Brief → Which lines in the entries below contain the string "CoachMessageKind"? Show each of them in full.
[Exercise inputs]
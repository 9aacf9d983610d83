use super::DbPool;
use crate::errors::{Error, Result};
use diesel::{Connection, SqliteConnection};
use std::any::Any;
use tokio::sync::{mpsc, oneshot};

// Type alias for the job to be executed by the writer actor.
type Job<T> = Box<dyn FnOnce(&mut SqliteConnection) -> Result<T> + Send + 'static>;

/// Handle for sending jobs to the writer actor.
#[derive(Clone)]
pub struct WriteHandle {
    #[allow(clippy::type_complexity)]
    tx: mpsc::Sender<(
        Job<Box<dyn Any + Send + 'static>>,
        oneshot::Sender<Result<Box<dyn Any + Send + 'static>>>,
    )>,
}

impl WriteHandle {
    /// Executes a database job on the writer actor's dedicated connection.
    ///
    /// The job runs inside an immediate transaction; its result is sent back
    /// over a oneshot channel.
    pub async fn exec<F, T>(&self, job: F) -> Result<T>
    where
        F: FnOnce(&mut SqliteConnection) -> Result<T> + Send + 'static,
        T: Send + 'static + Any,
    {
        let (ret_tx, ret_rx) = oneshot::channel();

        self.tx
            .send((
                Box::new(move |c| job(c).map(|v| Box::new(v) as Box<dyn Any + Send>)),
                ret_tx,
            ))
            .await
            .expect("Writer actor's receiving channel was closed, indicating the actor stopped.");

        ret_rx
            .await
            .expect("Writer actor dropped the reply sender without sending a result.")
            .map(|boxed: Box<dyn Any + Send + 'static>| {
                *boxed
                    .downcast::<T>()
                    .unwrap_or_else(|_| panic!("Failed to downcast writer actor result."))
            })
    }
}

/// Spawns a background Tokio task that acts as a single writer to the database.
/// The actor owns one connection from the pool and processes write jobs serially.
pub fn spawn_writer(pool: DbPool) -> WriteHandle {
    let (tx, mut rx) = mpsc::channel::<(
        Job<Box<dyn Any + Send + 'static>>,
        oneshot::Sender<Result<Box<dyn Any + Send + 'static>>>,
    )>(1024);

    tokio::spawn(async move {
        let mut conn = pool
            .get()
            .expect("Failed to get a connection from the DB pool for the writer actor.");

        while let Some((job, reply_tx)) = rx.recv().await {
            let result: Result<Box<dyn Any + Send + 'static>> =
                conn.immediate_transaction::<_, Error, _>(|c| job(c));

            // Ignore error if the receiver has dropped (e.g., request cancelled).
            let _ = reply_tx.send(result);
        }
        // rx.recv() returning None means every WriteHandle was dropped.
    });

    WriteHandle { tx }
}
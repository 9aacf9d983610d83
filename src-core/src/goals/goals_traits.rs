use crate::errors::Result;
use crate::goals::goals_model::{Goal, NewGoal};
use async_trait::async_trait;

/// Trait for goal repository operations
#[async_trait]
pub trait GoalRepositoryTrait: Send + Sync {
    fn load_goals(&self) -> Result<Vec<Goal>>;
    fn load_archived_goals(&self) -> Result<Vec<Goal>>;
    async fn insert_new_goal(&self, new_goal: NewGoal) -> Result<Goal>;
    async fn update_goal(&self, goal_update: Goal) -> Result<Goal>;
    async fn set_goal_deleted(&self, goal_id: &str, deleted: bool) -> Result<Goal>;
}

/// Trait for goal service operations
#[async_trait]
pub trait GoalServiceTrait: Send + Sync {
    fn get_goals(&self) -> Result<Vec<Goal>>;
    fn get_archived_goals(&self) -> Result<Vec<Goal>>;
    async fn create_goal(&self, new_goal: NewGoal) -> Result<Goal>;
    async fn update_goal(&self, updated_goal_data: Goal) -> Result<Goal>;
    async fn archive_goal(&self, goal_id: &str) -> Result<Goal>;
    async fn restore_goal(&self, goal_id: &str) -> Result<Goal>;
}
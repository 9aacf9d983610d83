use log::{error, info};
use std::fs;
use std::path::Path;
use std::sync::Arc;

use diesel::connection::{Connection, SimpleConnection};
use diesel::r2d2;
use diesel::r2d2::{ConnectionManager, Pool, PooledConnection};
use diesel::sqlite::SqliteConnection;
use diesel_migrations::{embed_migrations, EmbeddedMigrations, MigrationHarness};

use crate::errors::{DatabaseError, Error, Result};

const MIGRATIONS: EmbeddedMigrations = embed_migrations!();

pub type DbPool = r2d2::Pool<ConnectionManager<SqliteConnection>>;
pub type DbConnection = PooledConnection<ConnectionManager<SqliteConnection>>;

pub mod write_actor;
pub use write_actor::WriteHandle;

/// Prepares the database file at `db_path` and applies the WAL pragmas.
/// Returns the path actually in use.
pub fn init(db_path: &str) -> Result<String> {
    if let Some(db_dir) = Path::new(db_path).parent() {
        if !db_dir.as_os_str().is_empty() && !db_dir.exists() {
            fs::create_dir_all(db_dir)?;
        }
    }

    {
        let mut conn = SqliteConnection::establish(db_path)
            .map_err(DatabaseError::ConnectionFailed)?;
        conn.batch_execute(
            "
            PRAGMA journal_mode = WAL;
            PRAGMA foreign_keys = ON;
            PRAGMA busy_timeout = 30000;
            PRAGMA synchronous  = NORMAL;
        ",
        )?;
    }

    Ok(db_path.to_string())
}

pub fn create_pool(db_path: &str) -> Result<Arc<DbPool>> {
    let manager = ConnectionManager::<SqliteConnection>::new(db_path);
    let pool = r2d2::Pool::builder()
        .max_size(8)
        .min_idle(Some(1)) // Keep at least one connection ready
        .connection_timeout(std::time::Duration::from_secs(30))
        .connection_customizer(Box::new(ConnectionCustomizer {}))
        .build(manager)
        .map_err(DatabaseError::PoolCreationFailed)?;
    Ok(Arc::new(pool))
}

pub fn run_migrations(pool: &DbPool) -> Result<()> {
    info!("Running database migrations");
    let mut connection = get_connection(pool)?;

    let result = connection.run_pending_migrations(MIGRATIONS).map_err(|e| {
        error!("Database migration failed: {}", e);
        Error::Database(DatabaseError::MigrationFailed(e.to_string()))
    })?;

    if result.is_empty() {
        info!("No pending migrations to apply.");
    } else {
        info!("Applied the following migrations:");
        for migration_version in &result {
            info!("  - {}", migration_version);
        }
    }

    Ok(())
}

/// Gets a connection from the pool
pub fn get_connection(pool: &Pool<ConnectionManager<SqliteConnection>>) -> Result<DbConnection> {
    Ok(pool.get()?)
}

#[derive(Debug)]
struct ConnectionCustomizer;

impl r2d2::CustomizeConnection<SqliteConnection, diesel::r2d2::Error> for ConnectionCustomizer {
    fn on_acquire(
        &self,
        conn: &mut SqliteConnection,
    ) -> std::result::Result<(), diesel::r2d2::Error> {
        use diesel::RunQueryDsl;

        diesel::sql_query(
            "
            PRAGMA foreign_keys = ON;
            PRAGMA busy_timeout = 30000;
            PRAGMA synchronous = NORMAL;
        ",
        )
        .execute(conn)
        .map_err(diesel::r2d2::Error::QueryError)?;

        Ok(())
    }
}
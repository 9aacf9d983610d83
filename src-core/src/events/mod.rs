pub mod events_model;
pub mod events_repository;
pub mod events_service;
pub mod events_traits;

pub use events_model::{Event, EventDraft, EventForm, EventType, NewEvent, Recurrence};
pub use events_repository::EventRepository;
pub use events_service::EventService;
pub use events_traits::{EventRepositoryTrait, EventServiceTrait};
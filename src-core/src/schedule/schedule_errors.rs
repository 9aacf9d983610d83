use thiserror::Error;

/// Schedule generation errors.
#[derive(Debug, Error)]
pub enum ScheduleError {
    /// Invalid input or request.
    #[error("{0}")]
    InvalidInput(String),

    /// No API key configured for the text-generation provider.
    #[error("Missing API key for schedule provider")]
    MissingApiKey,

    /// Provider error (transport or API).
    #[error("Provider error: {0}")]
    Provider(String),

    /// The model reply could not be parsed as a schedule.
    #[error("Failed to parse schedule from model reply: {0}")]
    Parse(String),
}
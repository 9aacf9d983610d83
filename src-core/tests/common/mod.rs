use std::sync::Arc;

use finitive_core::db::{self, DbPool, WriteHandle};
use tempfile::TempDir;

/// Creates a fresh on-disk database in a temp directory, runs migrations and
/// spawns the writer actor. The TempDir must be kept alive by the caller.
pub fn setup_db() -> (TempDir, Arc<DbPool>, WriteHandle) {
    let dir = tempfile::tempdir().expect("create temp dir");
    let db_file = dir.path().join("app.db");
    let db_path = db::init(db_file.to_str().unwrap()).expect("init database");

    let pool = db::create_pool(&db_path).expect("create database pool");
    db::run_migrations(&pool).expect("run migrations");

    let writer = db::write_actor::spawn_writer((*pool).clone());
    (dir, pool, writer)
}
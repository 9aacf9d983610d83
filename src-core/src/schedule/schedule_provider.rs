//! Text-generation collaborator for schedule planning.
//!
//! One request/response operation against an OpenAI-compatible
//! chat-completions endpoint. No retry, no streaming, no caching.

use async_trait::async_trait;
use log::debug;
use reqwest::Client;
use serde::{Deserialize, Serialize};
use std::time::Duration;

use crate::schedule::schedule_errors::ScheduleError;

const DEFAULT_BASE_URL: &str = "https://api.openai.com/v1";
const DEFAULT_MODEL: &str = "gpt-4o";

/// System role sent with every planning request.
pub const SYSTEM_ROLE: &str = "You are an AI productivity assistant.";

/// Sampling temperature for schedule generation.
const COMPLETION_TEMPERATURE: f32 = 0.7;

/// A text-generation collaborator: prompt in, raw reply text out.
#[async_trait]
pub trait ScheduleProviderTrait: Send + Sync {
    async fn complete(&self, prompt: &str) -> Result<String, ScheduleError>;
}

/// OpenAI-compatible chat-completions client.
pub struct ChatCompletionProvider {
    client: Client,
    api_key: Option<String>,
    base_url: String,
    model: String,
}

// ============================================================================
// Request/response structures for the chat-completions API
// ============================================================================

#[derive(Serialize)]
struct ChatMessage<'a> {
    role: &'a str,
    content: &'a str,
}

#[derive(Serialize)]
struct ChatCompletionRequest<'a> {
    model: &'a str,
    messages: Vec<ChatMessage<'a>>,
    temperature: f32,
}

#[derive(Deserialize)]
struct ChatCompletionResponse {
    choices: Vec<ChatChoice>,
}

#[derive(Deserialize)]
struct ChatChoice {
    message: ChatReplyMessage,
}

#[derive(Deserialize)]
struct ChatReplyMessage {
    content: Option<String>,
}

impl ChatCompletionProvider {
    pub fn new(
        api_key: Option<String>,
        base_url: Option<String>,
        model: Option<String>,
    ) -> Self {
        let client = Client::builder()
            .timeout(Duration::from_secs(60))
            .build()
            .unwrap_or_else(|_| Client::new());

        ChatCompletionProvider {
            client,
            api_key,
            base_url: base_url.unwrap_or_else(|| DEFAULT_BASE_URL.to_string()),
            model: model.unwrap_or_else(|| DEFAULT_MODEL.to_string()),
        }
    }
}

#[async_trait]
impl ScheduleProviderTrait for ChatCompletionProvider {
    async fn complete(&self, prompt: &str) -> Result<String, ScheduleError> {
        let api_key = self
            .api_key
            .as_deref()
            .filter(|key| !key.is_empty())
            .ok_or(ScheduleError::MissingApiKey)?;

        let url = format!("{}/chat/completions", self.base_url.trim_end_matches('/'));
        debug!("Requesting schedule completion from {}", url);

        let body = ChatCompletionRequest {
            model: &self.model,
            messages: vec![
                ChatMessage {
                    role: "system",
                    content: SYSTEM_ROLE,
                },
                ChatMessage {
                    role: "user",
                    content: prompt,
                },
            ],
            temperature: COMPLETION_TEMPERATURE,
        };

        let response = self
            .client
            .post(&url)
            .bearer_auth(api_key)
            .json(&body)
            .send()
            .await
            .map_err(|e| ScheduleError::Provider(format!("Request failed: {}", e)))?;

        let status = response.status();
        if !status.is_success() {
            let text = response.text().await.unwrap_or_default();
            return Err(ScheduleError::Provider(format!("HTTP {}: {}", status, text)));
        }

        let parsed: ChatCompletionResponse = response
            .json()
            .await
            .map_err(|e| ScheduleError::Provider(format!("Invalid provider response: {}", e)))?;

        let content = parsed
            .choices
            .into_iter()
            .next()
            .and_then(|choice| choice.message.content)
            .unwrap_or_default();

        Ok(content.trim().to_string())
    }
}
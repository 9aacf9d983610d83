pub mod schedule_errors;
pub mod schedule_model;
pub mod schedule_provider;
pub mod schedule_service;

pub use schedule_errors::ScheduleError;
pub use schedule_model::{ScheduleDay, ScheduleSlot};
pub use schedule_provider::{ChatCompletionProvider, ScheduleProviderTrait};
pub use schedule_service::ScheduleService;
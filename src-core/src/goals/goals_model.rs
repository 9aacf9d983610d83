use diesel::prelude::*;
use diesel::Queryable;
use diesel::Selectable;
use serde::{Deserialize, Serialize};

use crate::cache::Keyed;

#[derive(
    Queryable,
    Identifiable,
    AsChangeset,
    Selectable,
    PartialEq,
    Serialize,
    Deserialize,
    Debug,
    Clone,
)]
#[diesel(table_name = crate::schema::goals)]
#[diesel(check_for_backend(diesel::sqlite::Sqlite))]
#[serde(rename_all = "camelCase")]
pub struct Goal {
    pub id: String,
    pub title: String,
    pub timeline: String,
    pub progress: i32,
    pub status: String,
    pub category: String,
    pub current_phase: String,
    pub next_milestone: String,
    pub days_left: i32,
    pub user_id: String,
    pub deleted: bool,
}

#[derive(Insertable, Serialize, Deserialize, Debug, Clone)]
#[diesel(table_name = crate::schema::goals)]
#[serde(rename_all = "camelCase")]
pub struct NewGoal {
    pub id: Option<String>,
    pub title: String,
    pub timeline: String,
    #[serde(default)]
    pub progress: i32,
    pub status: String,
    pub category: String,
    pub current_phase: String,
    pub next_milestone: String,
    #[serde(default)]
    pub days_left: i32,
    #[serde(default)]
    pub user_id: String,
    #[serde(default)]
    pub deleted: bool,
}

impl Keyed for Goal {
    fn key(&self) -> &str {
        &self.id
    }
}
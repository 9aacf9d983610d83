use crate::coach::coach_model::{CoachMessage, CoachMessageKind};

pub struct CoachService;

impl CoachService {
    pub fn new() -> Self {
        CoachService
    }

    /// The current coaching feed, newest first.
    pub fn messages(&self) -> Vec<CoachMessage> {
        default_messages()
    }
}

impl Default for CoachService {
    fn default() -> Self {
        Self::new()
    }
}

fn default_messages() -> Vec<CoachMessage> {
    vec![
        CoachMessage {
            id: 1,
            kind: CoachMessageKind::Motivation,
            message: "🔥 Seven days strong! Your consistency is building real momentum."
                .to_string(),
            timestamp: "Earlier today".to_string(),
            has_action: false,
            action_text: None,
        },
        CoachMessage {
            id: 2,
            kind: CoachMessageKind::Adjustment,
            message: "I noticed you skipped yesterday's networking task. Want to try a \
                      different approach? Maybe coffee chats work better than cold emails \
                      for you."
                .to_string(),
            timestamp: "Yesterday".to_string(),
            has_action: true,
            action_text: Some("Adjust Strategy".to_string()),
        },
        CoachMessage {
            id: 3,
            kind: CoachMessageKind::Celebration,
            message: "Nice work on that case study draft! 🎉 You're ahead of schedule on \
                      your PM goal."
                .to_string(),
            timestamp: "2 days ago".to_string(),
            has_action: false,
            action_text: None,
        },
    ]
}

#[cfg(test)]
mod tests {
    use super::*;

    #[test]
    fn catalog_has_one_message_per_kind() {
        let messages = CoachService::new().messages();
        assert_eq!(messages.len(), 3);
        assert!(messages
            .iter()
            .any(|m| m.kind == CoachMessageKind::Motivation));
        assert!(messages
            .iter()
            .any(|m| m.kind == CoachMessageKind::Adjustment));
        assert!(messages
            .iter()
            .any(|m| m.kind == CoachMessageKind::Celebration));
    }

    #[test]
    fn only_adjustments_carry_an_action() {
        let messages = CoachService::new().messages();
        for message in messages {
            assert_eq!(message.has_action, message.action_text.is_some());
        }
    }
}
use std::sync::Arc;

use crate::{error::ApiResult, main_lib::AppState};
use axum::{
    extract::{Path, State},
    routing::{get, post},
    Json, Router,
};
use finitive_core::tasks::{NewTask, Task, TaskProgress, ToggleOutcome};

async fn get_tasks(State(state): State<Arc<AppState>>) -> ApiResult<Json<Vec<Task>>> {
    let tasks = state.task_service.get_tasks()?;
    Ok(Json(tasks))
}

async fn get_archived_tasks(State(state): State<Arc<AppState>>) -> ApiResult<Json<Vec<Task>>> {
    let tasks = state.task_service.get_archived_tasks()?;
    Ok(Json(tasks))
}

async fn get_progress(State(state): State<Arc<AppState>>) -> ApiResult<Json<TaskProgress>> {
    let progress = state.task_service.get_progress()?;
    Ok(Json(progress))
}

async fn create_task(
    State(state): State<Arc<AppState>>,
    Json(task): Json<NewTask>,
) -> ApiResult<Json<Task>> {
    let t = state.task_service.create_task(task).await?;
    Ok(Json(t))
}

async fn update_task(
    State(state): State<Arc<AppState>>,
    Json(task): Json<Task>,
) -> ApiResult<Json<Task>> {
    let t = state.task_service.update_task(task).await?;
    Ok(Json(t))
}

async fn toggle_task(
    Path(id): Path<String>,
    State(state): State<Arc<AppState>>,
) -> ApiResult<Json<ToggleOutcome>> {
    let outcome = state.task_service.toggle_task(&id).await?;
    Ok(Json(outcome))
}

async fn archive_task(
    Path(id): Path<String>,
    State(state): State<Arc<AppState>>,
) -> ApiResult<Json<Task>> {
    let t = state.task_service.archive_task(&id).await?;
    Ok(Json(t))
}

async fn restore_task(
    Path(id): Path<String>,
    State(state): State<Arc<AppState>>,
) -> ApiResult<Json<Task>> {
    let t = state.task_service.restore_task(&id).await?;
    Ok(Json(t))
}

pub fn router() -> Router<Arc<AppState>> {
    Router::new()
        .route("/tasks", get(get_tasks).post(create_task).put(update_task))
        .route("/tasks/archived", get(get_archived_tasks))
        .route("/tasks/progress", get(get_progress))
        .route("/tasks/{id}/toggle", post(toggle_task))
        .route("/tasks/{id}/archive", post(archive_task))
        .route("/tasks/{id}/restore", post(restore_task))
}
use std::sync::Arc;

use crate::main_lib::AppState;
use axum::{extract::State, routing::get, Json, Router};
use finitive_core::coach::CoachMessage;

async fn get_messages(State(state): State<Arc<AppState>>) -> Json<Vec<CoachMessage>> {
    Json(state.coach_service.messages())
}

pub fn router() -> Router<Arc<AppState>> {
    Router::new().route("/coach/messages", get(get_messages))
}
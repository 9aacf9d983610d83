use crate::db::{get_connection, DbPool, WriteHandle};
use crate::errors::Result;
use crate::goals::goals_model::{Goal, NewGoal};
use crate::goals::goals_traits::GoalRepositoryTrait;
use crate::schema::goals;
use crate::schema::goals::dsl::*;
use async_trait::async_trait;
use diesel::prelude::*;
use diesel::SqliteConnection;

use std::sync::Arc;
use uuid::Uuid;

pub struct GoalRepository {
    pool: Arc<DbPool>,
    writer: WriteHandle,
}

impl GoalRepository {
    pub fn new(pool: Arc<DbPool>, writer: WriteHandle) -> Self {
        GoalRepository { pool, writer }
    }
}

#[async_trait]
impl GoalRepositoryTrait for GoalRepository {
    fn load_goals(&self) -> Result<Vec<Goal>> {
        let mut conn = get_connection(&self.pool)?;
        Ok(goals
            .filter(deleted.eq(false))
            .order(days_left.asc())
            .load::<Goal>(&mut conn)?)
    }

    fn load_archived_goals(&self) -> Result<Vec<Goal>> {
        let mut conn = get_connection(&self.pool)?;
        Ok(goals
            .filter(deleted.eq(true))
            .order(days_left.asc())
            .load::<Goal>(&mut conn)?)
    }

    async fn insert_new_goal(&self, mut new_goal: NewGoal) -> Result<Goal> {
        self.writer
            .exec(move |conn: &mut SqliteConnection| -> Result<Goal> {
                new_goal.id = Some(Uuid::new_v4().to_string());

                Ok(diesel::insert_into(goals::table)
                    .values(&new_goal)
                    .returning(goals::all_columns)
                    .get_result(conn)?)
            })
            .await
    }

    async fn update_goal(&self, goal_update: Goal) -> Result<Goal> {
        self.writer
            .exec(move |conn: &mut SqliteConnection| -> Result<Goal> {
                let goal_id = goal_update.id.clone();

                diesel::update(goals.find(goal_id.clone()))
                    .set(&goal_update)
                    .execute(conn)?;

                Ok(goals.find(goal_id.clone()).first(conn)?)
            })
            .await
    }

    async fn set_goal_deleted(&self, goal_id: &str, flag: bool) -> Result<Goal> {
        let goal_id = goal_id.to_string();
        self.writer
            .exec(move |conn: &mut SqliteConnection| -> Result<Goal> {
                diesel::update(goals.find(goal_id.clone()))
                    .set(deleted.eq(flag))
                    .execute(conn)?;

                Ok(goals.find(goal_id.clone()).first(conn)?)
            })
            .await
    }
}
[/Exercise inputs]
Exercise output →
use crate::coach::coach_model::{CoachMessage, CoachMessageKind};
            kind: CoachMessageKind::Motivation,
            kind: CoachMessageKind::Adjustment,
            kind: CoachMessageKind::Celebration,
            .any(|m| m.kind == CoachMessageKind::Motivation));
            .any(|m| m.kind == CoachMessageKind::Adjustment));
            .any(|m| m.kind == CoachMessageKind::Celebration));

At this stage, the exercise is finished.